Todo esto es de lo más legítimo que hay.
Se supone que retrata las miradas de quienes nos deben pedir
cuenta por el destino de dicha paradoja.
Es decir, el rostro de Chile
como el mapa de un incondicionado a merced de los gestores de colectividad.
Pareciera que después de la exposición de fotografía en el
CCPLM se ha iniciado una disputa por ganar
la oficialidad expresiva del rostro de Chile.
Pero al mismo tiempo, no solo dittborniza por defecto a Brantmayer, sino que lo mete en el embrollo de sacarlo a
pasear por tierras extranjeras,
exponiéndolo en instituciones de segundo orden; con todo respeto por la
Casa de las Américas, porque a estas
alturas, las Américas ya no son las mismas, y las muchedumbres tampoco.

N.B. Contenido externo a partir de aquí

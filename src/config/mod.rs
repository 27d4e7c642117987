//! Configuration module for Catalog-Harvest
//!
//! This module handles loading, parsing, and validating TOML configuration files,
//! plus the `HARVEST_*` environment overrides. The resulting [`Config`] is built
//! once at startup and shared immutably with every component.
//!
//! # Example
//!
//! ```no_run
//! use catalog_harvest::config::load_config;
//! use std::path::Path;
//!
//! let config = load_config(Path::new("harvest.toml")).unwrap();
//! println!("Batch size: {}", config.harvest.batch_size);
//! ```

mod parser;
mod types;
mod validation;

// Re-export types
pub use types::{
    CircuitBreakerConfig, Config, HarvestConfig, InterruptionConfig, OutputConfig, ProxyConfig,
    RateLimitConfig, RetailerConfig, RetryConfig,
};

// Re-export parser functions
pub use parser::{
    apply_env_overrides, compute_config_hash, load_config, load_config_with_hash, parse_config,
};
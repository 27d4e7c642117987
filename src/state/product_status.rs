/// Product status definitions for persisted records
use std::fmt;

/// Classification stored with every persisted product row
#[derive(Debug, Clone, Copy, PartialEq, Eq, Hash)]
pub enum ProductStatus {
    /// Fetched and parsed completely
    Success,

    /// Fetched, but the parser could only recover part of the record
    Partial,

    /// The retailer reports the product does not exist (terminal, not a failure)
    NotFound,
}

impl ProductStatus {
    /// Only successful rows are skipped when a run resumes
    pub fn is_complete(&self) -> bool {
        matches!(self, Self::Success)
    }

    /// Converts the status to a string for database storage
    pub fn to_db_string(&self) -> &'static str {
        match self {
            Self::Success => "success",
            Self::Partial => "partial",
            Self::NotFound => "not_found",
        }
    }

    /// Parses a status from its database representation
    pub fn from_db_string(s: &str) -> Option<Self> {
        match s {
            "success" => Some(Self::Success),
            "partial" => Some(Self::Partial),
            "not_found" => Some(Self::NotFound),
            _ => None,
        }
    }
}

impl fmt::Display for ProductStatus {
    fn fmt(&self, f: &mut fmt::Formatter<'_>) -> fmt::Result {
        write!(f, "{}", self.to_db_string())
    }
}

¿Nadie les ha objetado que este encuadre magnificado no hace
más que exhibir una disposición abyecta, que cosifica las miradas y las hace
homogéneas? Lo que no puede hacer la
policía del verbo, lo hacen Brantmayer y Camilo Yáñez, a través de esta ortopedia punitiva de la
imagen, porque la (pre)dispone para un museo de la memoria, restándoles toda su autonomía como “muchedumbre”.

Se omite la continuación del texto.